In 2009, the Blue Jays drafted Paxton 37th overall out of the University of Kentucky, but they couldn't sign the native Canadian. After Paxton turned down Toronto's final offer of $1 million, team president Paul Beeston told a Toronto newspaper that he had negotiated directly with Paxton's adviser, Scott Boras, which would be a violation of NCAA rules. The Wildcats wouldn't allow Paxton to play until he submitted to an interview with the NCAA, and when he couldn't secure a temporary injunction in the Kentucky courts, he left the team and signed with the independent Grand Prairie AirHogs of the American Association.
As a Kentucky junior in 2009, Paxton worked at 93-94 mph and touched 97 with his fastball, which features good run and sink. His curveball graded as a true plus pitch at times, and he also showed solid command and some feel for a changeup, though he didn't use it often. Despite his stuff and a gaudy 115-20 K-BB ratio, the 6-foot-4, 215-pounder got hit hard and posted a 5.86 ERA in his final year with the Wildcats.
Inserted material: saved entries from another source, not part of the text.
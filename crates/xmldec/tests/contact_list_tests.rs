//! Decoding a namespaced contact-list format with flat sequences
//!
//! The format qualifies every element and attribute with one namespace and
//! represents collections as repeated sibling elements, so decoding runs
//! with `sequences_use_container_elements` disabled.

use xmldec::{
    from_str_with_config, Decoder, DecodingConfiguration, FromXml, Key, Namespace, Result,
};

const CONTACTS_NS: &str = "http://example.org/my-contact-lists/2019a";

fn ns() -> Namespace {
    Namespace::new(CONTACTS_NS)
}

#[derive(Debug, PartialEq)]
enum Gender {
    Female,
    Male,
    Other,
}

impl FromXml for Gender {
    fn from_xml(decoder: &Decoder<'_>) -> Result<Self> {
        match decoder.single_value().decode_string()?.as_str() {
            "f" => Ok(Self::Female),
            "m" => Ok(Self::Male),
            _ => Ok(Self::Other),
        }
    }
}

#[derive(Debug, PartialEq)]
struct Person {
    first_name: String,
    last_name: String,
    gender: Gender,
    hobbies: Vec<String>,
}

impl FromXml for Person {
    fn from_xml(decoder: &Decoder<'_>) -> Result<Self> {
        let keyed = decoder.keyed()?;
        Ok(Self {
            first_name: keyed.decode(&Key::attribute_in("firstName", ns()))?,
            last_name: keyed.decode(&Key::attribute_in("lastName", ns()))?,
            gender: keyed.decode(&Key::element_in("gender", ns()))?,
            hobbies: keyed.decode(&Key::element_in("hobby", ns()))?,
        })
    }
}

#[derive(Debug, PartialEq)]
struct ContactList {
    people: Vec<Person>,
}

impl FromXml for ContactList {
    fn from_xml(decoder: &Decoder<'_>) -> Result<Self> {
        let keyed = decoder.keyed()?;
        Ok(Self {
            people: keyed.decode(&Key::element_in("person", ns()))?,
        })
    }
}

fn flat_config() -> DecodingConfiguration {
    let mut config = DecodingConfiguration::default();
    config.sequences_use_container_elements = false;
    config
}

const CONTACT_LIST: &str = r#"
<c:contacts xmlns:c="http://example.org/my-contact-lists/2019a">
  <c:person c:firstName="Jake" c:lastName="Andrews">
    <c:gender>m</c:gender>
    <c:hobby>Hiking</c:hobby>
    <c:hobby>Crosswords</c:hobby>
  </c:person>
  <c:person c:firstName="Marisol" c:lastName="Ayala">
    <c:gender>f</c:gender>
    <c:hobby>Chess</c:hobby>
  </c:person>
</c:contacts>
"#;

#[test]
fn test_decodes_full_contact_list() -> Result<()> {
    let list: ContactList = from_str_with_config(CONTACT_LIST, &flat_config())?;
    assert_eq!(
        list,
        ContactList {
            people: vec![
                Person {
                    first_name: "Jake".to_owned(),
                    last_name: "Andrews".to_owned(),
                    gender: Gender::Male,
                    hobbies: vec!["Hiking".to_owned(), "Crosswords".to_owned()],
                },
                Person {
                    first_name: "Marisol".to_owned(),
                    last_name: "Ayala".to_owned(),
                    gender: Gender::Female,
                    hobbies: vec!["Chess".to_owned()],
                },
            ],
        }
    );
    Ok(())
}

#[test]
fn test_person_without_hobbies_decodes_empty_collection() -> Result<()> {
    let xml = r#"
    <c:contacts xmlns:c="http://example.org/my-contact-lists/2019a">
      <c:person c:firstName="Alex" c:lastName="Reyes">
        <c:gender>x</c:gender>
      </c:person>
    </c:contacts>
    "#;
    let list: ContactList = from_str_with_config(xml, &flat_config())?;
    assert_eq!(list.people[0].hobbies, Vec::<String>::new());
    assert_eq!(list.people[0].gender, Gender::Other);
    Ok(())
}

#[test]
fn test_namespace_mismatch_is_key_not_found() {
    // Same local name, but the attribute's prefix binds another namespace.
    let xml = r#"
    <c:contacts xmlns:c="http://example.org/my-contact-lists/2019a"
                xmlns:o="http://example.org/other">
      <c:person o:firstName="Jake" c:lastName="Andrews">
        <c:gender>m</c:gender>
      </c:person>
    </c:contacts>
    "#;
    let result: Result<ContactList> = from_str_with_config(xml, &flat_config());
    let Err(error) = result else {
        panic!("expected decoding to fail");
    };
    assert_eq!(
        error.coding_path().map(ToString::to_string),
        Some("person[0].@firstName".to_owned())
    );
}

#[test]
fn test_prefix_choice_is_irrelevant() -> Result<()> {
    // A different prefix bound to the same namespace decodes identically.
    let xml = r#"
    <list:contacts xmlns:list="http://example.org/my-contact-lists/2019a">
      <list:person list:firstName="Jake" list:lastName="Andrews">
        <list:gender>m</list:gender>
        <list:hobby>Hiking</list:hobby>
      </list:person>
    </list:contacts>
    "#;
    let list: ContactList = from_str_with_config(xml, &flat_config())?;
    assert_eq!(list.people[0].first_name, "Jake");
    assert_eq!(list.people[0].hobbies, vec!["Hiking".to_owned()]);
    Ok(())
}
With Grand Prairie, Paxton's his fastball sat at 88-93 mph and his curveball and command also weren't as good as they had been the year before. He went 1-2, 4.08 in four starts, striking out 18 in as many innings. The combination of his stuff regressing and a history of nagging injuries (sore elbow in high school, back issues in 2008, tendinitis in his left knee in 2009) caused him to slide to the fourth round last June.
Though he appeared to have little leverage—Paxton would have had to re-enter the draft as a 22-year-old and show his stuff again, likely in another indy league stint—he still received nearly as much money as he turned down from the Blue Jays 18 months earlier, when his stock was at the highest. He wasn't subject to the signing deadline because he had been drafted as a college junior and gave up his final year of eligibility by signing with a non-MLB-affiliated team. Such players can sign up until a week before the next year's draft.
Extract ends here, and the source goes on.